The New Zealand government requires qualified Early Childhood teachers to have a degree, exactly like Primary and Secondary teachers, it takes us the same number of years to complete, and we finish with the same amount of debt as them. However when we finish, we start on a wage that is, and always has been dramatically lower.

I had just graduated when the government first began discussions about raising the minimum wage to $20, at that time it was only $1.70 less than what I was earning as a fully qualified Early Childhood teacher with just under $30,000 of student debt. I remember thinking I’d be better off working at a supermarket in a less pressured environment for almost the same income.
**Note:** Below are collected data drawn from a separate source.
use color_eyre::eyre::Result;
use crossterm::{
    event::{self, DisableMouseCapture, EnableMouseCapture, Event, KeyCode, KeyEventKind},
    execute,
    terminal::{EnterAlternateScreen, LeaveAlternateScreen, disable_raw_mode, enable_raw_mode},
};
use photosweep_app::App;
use ratatui::{
    Terminal,
    backend::{Backend, CrosstermBackend},
};
use std::{
    io::{self, IsTerminal},
    path::PathBuf,
    sync::Arc,
    time::{Duration, Instant},
};
use tokio::sync::RwLock;
use tracing::{error, info};
use tracing_subscriber::EnvFilter;

#[tokio::main]
async fn main() -> Result<()> {
    color_eyre::install()?;

    setup_logging()?;

    if let Err(e) = run().await {
        error!("Application error: {}", e);
        return Err(e);
    }

    Ok(())
}

fn setup_logging() -> Result<()> {
    use std::env;

    let log_dir = env::current_dir()?.join("logs");
    std::fs::create_dir_all(&log_dir)?;
    let log_path = log_dir.join("photosweep.log");

    eprintln!("Logging to: {}", log_path.display());

    let log_file = std::fs::OpenOptions::new()
        .create(true)
        .write(true)
        .truncate(true)
        .open(&log_path)?;

    let filter = EnvFilter::try_from_default_env().unwrap_or_else(|_| EnvFilter::new("photosweep=debug,info"));

    tracing_subscriber::fmt()
        .with_writer(log_file)
        .with_ansi(false)
        .with_env_filter(filter)
        .with_target(true)
        .with_line_number(true)
        .with_thread_ids(false)
        .init();

    info!("Starting PhotoSweep...");
    info!("Log file: {}", log_path.display());

    Ok(())
}

async fn run() -> Result<()> {
    if !io::stdout().is_terminal() {
        eprintln!("Error: PhotoSweep must be run in a terminal");
        std::process::exit(1);
    }

    // Fail before touching the terminal so the error stays readable.
    let library = std::env::args_os().nth(1).map(PathBuf::from);
    let mut app = App::new(library).await?;
    info!(
        "Library folder: {:?}, dry run: {}",
        app.settings.library_folder, app.settings.dry_run
    );
    app.start();
    let app = Arc::new(RwLock::new(app));

    enable_raw_mode()?;
    let mut stdout = io::stdout();
    execute!(stdout, EnterAlternateScreen, EnableMouseCapture)?;
    let backend = CrosstermBackend::new(stdout);
    let mut terminal = Terminal::new(backend)?;

    let res = run_app(&mut terminal, app).await;

    disable_raw_mode()?;
    execute!(terminal.backend_mut(), LeaveAlternateScreen, DisableMouseCapture)?;
    terminal.show_cursor()?;

    if let Err(err) = res {
        error!("Runtime error: {:?}", err);
        return Err(err);
    }

    Ok(())
}

async fn run_app<B: Backend>(terminal: &mut Terminal<B>, app: Arc<RwLock<App>>) -> Result<()> {
    let tick_rate = Duration::from_millis(100);
    let mut last_tick = Instant::now();

    loop {
        {
            let mut app = app.write().await;
            terminal.draw(|f| photosweep_ui::draw(f, &mut app))?;
        }

        let timeout = tick_rate.checked_sub(last_tick.elapsed()).unwrap_or(Duration::ZERO);

        if event::poll(timeout)? {
            if let Event::Key(key) = event::read()? {
                if key.kind == KeyEventKind::Press {
                    let mut app = app.write().await;

                    match key.code {
                        KeyCode::Char('c') if key.modifiers.contains(event::KeyModifiers::CONTROL) => {
                            info!("User forced quit");
                            return Ok(());
                        }
                        _ => {
                            app.on_key(key).await?;
                            if app.should_quit {
                                info!("User requested quit");
                                return Ok(());
                            }
                        }
                    }
                }
            }
        }

        if last_tick.elapsed() >= tick_rate {
            let mut app = app.write().await;
            app.on_tick()?;
            last_tick = Instant::now();
        }
    }
}
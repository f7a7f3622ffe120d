mod preferences;
mod settings;

pub use preferences::{FIRST_LAUNCH, MemoryPreferences, PreferenceStore, Preferences};
pub use settings::Settings;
It’s no wonder that there is an Early Childhood teacher shortage in New Zealand. I recently found out that in September last year Minister Hipkins gave $2.176 million of taxpayer money to recruit overseas teachers to work in Early Childhood Education. Randstad was contracted to place 150 of these teachers of which only 29 were successfully placed, I can’t say I’m surprised that this effort failed, after all who would relocate to a country for a job with an appallingly low salary? The money should have gone into staff retention instead.

Why spend money recruiting teachers from overseas instead of investing in the teachers we already have, in order to give them a reason to stay? The stories are always the same, teachers leave because they can’t afford to support their families on their income, the working conditions are unbearable, they feel undervalued by society, and are burnt out.

I live in Hong Kong, during the COVID-19 pandemic, where I can’t play the sport that I love, or come home to visit my friends and family at Christmas. I work here in a job that I am not passionate about, because I cannot deliver a curriculum that I believe in. I live and work here in Hong Kong because I am valued for the job that I do for the future generations of their country.

Why is it not possible for my own country to value me as an early childhood teacher in the same way?

When will the government make sure that we are paid a wage that reflects our training, our qualifications, and the job that we do?

It needs to happen as soon as possible, before more Early Childhood teachers are forced to choose between passion and money – like myself and so many other Early childhood teachers in New Zealand already have. When will the government wake up and realise that how to ensure staff retention of teachers in NZ is what they need to be focusing on?